EXERCISE DATA>
--- START ---
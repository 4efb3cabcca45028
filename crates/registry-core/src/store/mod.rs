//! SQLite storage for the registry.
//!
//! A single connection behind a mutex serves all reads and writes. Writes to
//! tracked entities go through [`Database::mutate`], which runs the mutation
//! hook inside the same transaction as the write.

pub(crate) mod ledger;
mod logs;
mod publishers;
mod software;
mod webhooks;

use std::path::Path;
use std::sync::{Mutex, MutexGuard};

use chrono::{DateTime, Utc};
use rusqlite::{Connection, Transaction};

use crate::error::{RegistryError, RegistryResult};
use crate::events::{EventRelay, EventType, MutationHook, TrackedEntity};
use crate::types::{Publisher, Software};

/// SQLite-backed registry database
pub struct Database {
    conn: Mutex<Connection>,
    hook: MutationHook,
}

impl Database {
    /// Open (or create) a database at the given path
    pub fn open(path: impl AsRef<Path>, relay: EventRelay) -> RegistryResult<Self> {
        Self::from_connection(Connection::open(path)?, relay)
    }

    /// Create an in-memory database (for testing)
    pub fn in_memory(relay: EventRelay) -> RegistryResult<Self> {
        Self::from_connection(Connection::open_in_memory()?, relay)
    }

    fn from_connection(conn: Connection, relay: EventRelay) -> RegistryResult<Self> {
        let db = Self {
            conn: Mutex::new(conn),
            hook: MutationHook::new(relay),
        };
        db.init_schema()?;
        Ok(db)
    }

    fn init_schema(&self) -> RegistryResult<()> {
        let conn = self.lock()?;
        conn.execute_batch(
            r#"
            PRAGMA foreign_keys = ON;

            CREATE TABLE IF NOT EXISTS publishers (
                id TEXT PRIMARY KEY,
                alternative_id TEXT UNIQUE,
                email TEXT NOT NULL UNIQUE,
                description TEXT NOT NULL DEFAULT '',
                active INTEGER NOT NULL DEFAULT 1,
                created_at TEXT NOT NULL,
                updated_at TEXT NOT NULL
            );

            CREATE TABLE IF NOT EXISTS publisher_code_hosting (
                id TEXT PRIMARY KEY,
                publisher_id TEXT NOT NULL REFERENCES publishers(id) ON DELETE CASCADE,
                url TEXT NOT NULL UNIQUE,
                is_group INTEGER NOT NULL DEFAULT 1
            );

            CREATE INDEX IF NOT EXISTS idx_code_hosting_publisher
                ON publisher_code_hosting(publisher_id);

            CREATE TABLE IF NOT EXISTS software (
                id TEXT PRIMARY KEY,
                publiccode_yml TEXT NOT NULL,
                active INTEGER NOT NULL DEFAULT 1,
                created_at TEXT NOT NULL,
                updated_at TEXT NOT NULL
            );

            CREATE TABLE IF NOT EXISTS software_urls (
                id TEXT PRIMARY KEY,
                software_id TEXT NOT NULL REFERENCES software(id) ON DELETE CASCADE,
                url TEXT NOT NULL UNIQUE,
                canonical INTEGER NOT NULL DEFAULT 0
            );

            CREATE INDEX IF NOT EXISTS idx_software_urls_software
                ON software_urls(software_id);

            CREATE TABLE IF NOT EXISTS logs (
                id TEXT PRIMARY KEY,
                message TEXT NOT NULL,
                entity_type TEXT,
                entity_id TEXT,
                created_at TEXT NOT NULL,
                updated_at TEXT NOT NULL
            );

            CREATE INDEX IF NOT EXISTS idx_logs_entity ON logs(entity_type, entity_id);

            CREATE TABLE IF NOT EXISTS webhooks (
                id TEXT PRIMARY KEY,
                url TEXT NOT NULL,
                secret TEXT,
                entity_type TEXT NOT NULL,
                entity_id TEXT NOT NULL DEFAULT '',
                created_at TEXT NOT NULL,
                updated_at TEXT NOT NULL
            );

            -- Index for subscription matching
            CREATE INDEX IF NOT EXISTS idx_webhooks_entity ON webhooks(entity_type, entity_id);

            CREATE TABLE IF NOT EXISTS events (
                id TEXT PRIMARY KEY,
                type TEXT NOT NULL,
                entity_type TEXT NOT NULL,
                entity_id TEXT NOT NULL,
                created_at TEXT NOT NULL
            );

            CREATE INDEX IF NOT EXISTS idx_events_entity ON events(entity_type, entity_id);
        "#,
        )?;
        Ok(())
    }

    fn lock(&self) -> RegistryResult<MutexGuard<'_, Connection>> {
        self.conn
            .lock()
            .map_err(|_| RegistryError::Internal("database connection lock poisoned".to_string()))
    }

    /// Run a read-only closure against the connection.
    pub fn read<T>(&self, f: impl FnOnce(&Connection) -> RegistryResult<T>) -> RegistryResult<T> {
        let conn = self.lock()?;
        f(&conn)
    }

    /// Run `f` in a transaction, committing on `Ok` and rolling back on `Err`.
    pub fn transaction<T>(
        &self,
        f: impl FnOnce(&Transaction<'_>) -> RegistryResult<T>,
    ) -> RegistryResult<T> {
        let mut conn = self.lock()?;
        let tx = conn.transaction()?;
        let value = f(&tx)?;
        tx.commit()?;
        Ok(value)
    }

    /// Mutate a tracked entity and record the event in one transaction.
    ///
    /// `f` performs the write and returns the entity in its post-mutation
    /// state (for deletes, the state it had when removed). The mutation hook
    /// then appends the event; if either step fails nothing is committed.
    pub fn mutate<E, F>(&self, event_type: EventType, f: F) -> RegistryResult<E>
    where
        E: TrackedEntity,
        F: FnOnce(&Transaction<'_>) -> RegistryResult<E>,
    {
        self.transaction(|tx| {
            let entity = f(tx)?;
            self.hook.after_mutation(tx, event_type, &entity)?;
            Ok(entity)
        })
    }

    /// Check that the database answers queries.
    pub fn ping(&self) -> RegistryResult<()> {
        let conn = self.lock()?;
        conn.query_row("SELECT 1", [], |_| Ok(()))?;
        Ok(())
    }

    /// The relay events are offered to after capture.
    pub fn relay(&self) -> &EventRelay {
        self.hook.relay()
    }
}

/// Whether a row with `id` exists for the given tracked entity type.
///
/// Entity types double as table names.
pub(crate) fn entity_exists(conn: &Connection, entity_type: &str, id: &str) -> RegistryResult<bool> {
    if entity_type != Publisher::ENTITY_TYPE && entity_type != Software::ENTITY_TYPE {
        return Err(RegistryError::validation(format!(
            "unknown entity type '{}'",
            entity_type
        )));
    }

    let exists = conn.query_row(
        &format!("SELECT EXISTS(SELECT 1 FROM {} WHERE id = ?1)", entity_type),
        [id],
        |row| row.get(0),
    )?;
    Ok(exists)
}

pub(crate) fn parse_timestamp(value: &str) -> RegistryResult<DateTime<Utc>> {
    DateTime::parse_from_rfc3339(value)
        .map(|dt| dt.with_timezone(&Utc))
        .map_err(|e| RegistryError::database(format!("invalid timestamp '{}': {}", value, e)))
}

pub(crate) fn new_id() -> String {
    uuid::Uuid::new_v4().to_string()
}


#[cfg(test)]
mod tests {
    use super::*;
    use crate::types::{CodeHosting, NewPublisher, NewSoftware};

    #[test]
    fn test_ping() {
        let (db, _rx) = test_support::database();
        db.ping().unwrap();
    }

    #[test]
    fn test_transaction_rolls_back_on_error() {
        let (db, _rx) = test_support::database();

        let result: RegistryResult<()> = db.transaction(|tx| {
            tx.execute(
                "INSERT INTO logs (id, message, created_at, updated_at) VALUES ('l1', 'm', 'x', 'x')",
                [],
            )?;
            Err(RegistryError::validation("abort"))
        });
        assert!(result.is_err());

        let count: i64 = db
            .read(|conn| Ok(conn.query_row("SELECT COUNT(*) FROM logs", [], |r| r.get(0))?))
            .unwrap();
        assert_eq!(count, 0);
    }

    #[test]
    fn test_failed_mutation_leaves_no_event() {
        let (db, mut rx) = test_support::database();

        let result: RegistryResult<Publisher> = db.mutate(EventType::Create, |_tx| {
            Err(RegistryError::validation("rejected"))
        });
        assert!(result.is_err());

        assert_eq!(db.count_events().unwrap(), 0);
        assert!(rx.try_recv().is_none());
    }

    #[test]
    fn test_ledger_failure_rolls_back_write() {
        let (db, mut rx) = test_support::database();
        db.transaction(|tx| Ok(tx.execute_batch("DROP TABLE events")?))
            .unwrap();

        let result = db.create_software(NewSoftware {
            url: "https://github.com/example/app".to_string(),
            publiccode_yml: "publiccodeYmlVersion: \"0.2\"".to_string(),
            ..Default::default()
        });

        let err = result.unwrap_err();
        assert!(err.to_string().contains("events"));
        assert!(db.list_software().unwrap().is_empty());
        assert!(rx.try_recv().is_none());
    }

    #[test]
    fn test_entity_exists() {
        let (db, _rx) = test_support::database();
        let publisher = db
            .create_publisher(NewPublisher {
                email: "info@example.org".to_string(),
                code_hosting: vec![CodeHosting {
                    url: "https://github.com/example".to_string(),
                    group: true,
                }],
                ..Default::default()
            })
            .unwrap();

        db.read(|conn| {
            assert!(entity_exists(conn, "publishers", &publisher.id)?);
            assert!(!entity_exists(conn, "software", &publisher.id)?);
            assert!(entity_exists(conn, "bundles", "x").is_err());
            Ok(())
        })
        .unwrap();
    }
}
--- END ---
--- START ---
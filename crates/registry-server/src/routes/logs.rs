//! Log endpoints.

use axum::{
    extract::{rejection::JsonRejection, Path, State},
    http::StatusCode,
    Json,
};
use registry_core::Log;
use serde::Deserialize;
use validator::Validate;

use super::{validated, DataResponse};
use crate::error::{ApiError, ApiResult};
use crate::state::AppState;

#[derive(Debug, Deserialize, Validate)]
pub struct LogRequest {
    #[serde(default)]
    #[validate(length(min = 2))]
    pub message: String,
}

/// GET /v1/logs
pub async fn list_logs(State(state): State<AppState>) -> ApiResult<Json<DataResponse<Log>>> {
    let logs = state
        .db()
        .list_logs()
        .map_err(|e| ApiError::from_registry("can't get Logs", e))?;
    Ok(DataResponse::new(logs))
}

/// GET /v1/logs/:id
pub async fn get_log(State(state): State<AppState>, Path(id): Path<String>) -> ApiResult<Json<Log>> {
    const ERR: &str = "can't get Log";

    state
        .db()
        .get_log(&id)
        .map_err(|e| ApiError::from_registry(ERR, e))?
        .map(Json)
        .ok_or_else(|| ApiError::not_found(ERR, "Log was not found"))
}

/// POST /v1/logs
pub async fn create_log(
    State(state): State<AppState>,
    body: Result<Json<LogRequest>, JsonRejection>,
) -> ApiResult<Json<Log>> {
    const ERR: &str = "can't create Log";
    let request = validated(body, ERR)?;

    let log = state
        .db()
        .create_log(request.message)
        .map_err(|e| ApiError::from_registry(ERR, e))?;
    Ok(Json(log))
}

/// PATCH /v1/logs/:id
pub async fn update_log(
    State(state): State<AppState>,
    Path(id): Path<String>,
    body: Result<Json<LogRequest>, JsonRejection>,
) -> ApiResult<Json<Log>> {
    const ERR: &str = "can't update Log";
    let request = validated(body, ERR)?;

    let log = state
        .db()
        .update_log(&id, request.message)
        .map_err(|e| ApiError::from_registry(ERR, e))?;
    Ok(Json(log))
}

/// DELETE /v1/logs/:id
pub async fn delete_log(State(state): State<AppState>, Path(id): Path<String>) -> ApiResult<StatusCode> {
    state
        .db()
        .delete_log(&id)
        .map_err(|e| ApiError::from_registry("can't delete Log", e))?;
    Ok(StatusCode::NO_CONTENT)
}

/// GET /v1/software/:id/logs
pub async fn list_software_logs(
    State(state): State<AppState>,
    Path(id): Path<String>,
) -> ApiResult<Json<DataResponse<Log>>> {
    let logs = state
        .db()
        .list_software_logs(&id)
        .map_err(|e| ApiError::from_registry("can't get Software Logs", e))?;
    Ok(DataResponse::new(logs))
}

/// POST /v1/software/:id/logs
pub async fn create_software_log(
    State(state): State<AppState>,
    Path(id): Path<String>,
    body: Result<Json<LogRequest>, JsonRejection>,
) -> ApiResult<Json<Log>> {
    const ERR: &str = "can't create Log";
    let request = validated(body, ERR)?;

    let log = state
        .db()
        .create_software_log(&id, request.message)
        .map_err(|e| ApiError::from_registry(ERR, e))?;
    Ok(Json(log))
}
--- END ---
--- START ---
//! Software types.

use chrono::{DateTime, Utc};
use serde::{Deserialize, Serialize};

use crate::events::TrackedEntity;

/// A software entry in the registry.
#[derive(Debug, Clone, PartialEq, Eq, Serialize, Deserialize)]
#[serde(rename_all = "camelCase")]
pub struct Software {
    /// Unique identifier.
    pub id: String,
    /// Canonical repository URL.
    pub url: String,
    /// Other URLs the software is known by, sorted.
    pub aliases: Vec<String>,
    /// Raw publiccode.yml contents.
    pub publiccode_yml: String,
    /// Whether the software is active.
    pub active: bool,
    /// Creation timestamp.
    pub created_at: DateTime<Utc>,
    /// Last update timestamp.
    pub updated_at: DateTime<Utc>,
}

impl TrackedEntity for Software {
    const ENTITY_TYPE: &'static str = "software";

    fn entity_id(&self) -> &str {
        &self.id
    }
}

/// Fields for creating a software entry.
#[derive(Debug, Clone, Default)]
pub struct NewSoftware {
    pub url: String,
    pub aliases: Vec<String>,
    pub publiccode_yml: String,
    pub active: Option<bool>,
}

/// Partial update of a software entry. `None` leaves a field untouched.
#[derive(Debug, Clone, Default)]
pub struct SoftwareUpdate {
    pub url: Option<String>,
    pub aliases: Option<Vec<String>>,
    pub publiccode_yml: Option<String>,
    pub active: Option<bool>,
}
--- END ---
WHAT TO PRODUCE>
After reading through the material, report every line that holds "EventType".

RESPONSE AREA>
use crate::events::{EventRelay, EventType, MutationHook, TrackedEntity};
    pub fn mutate<E, F>(&self, event_type: EventType, f: F) -> RegistryResult<E>
        let result: RegistryResult<Publisher> = db.mutate(EventType::Create, |_tx| {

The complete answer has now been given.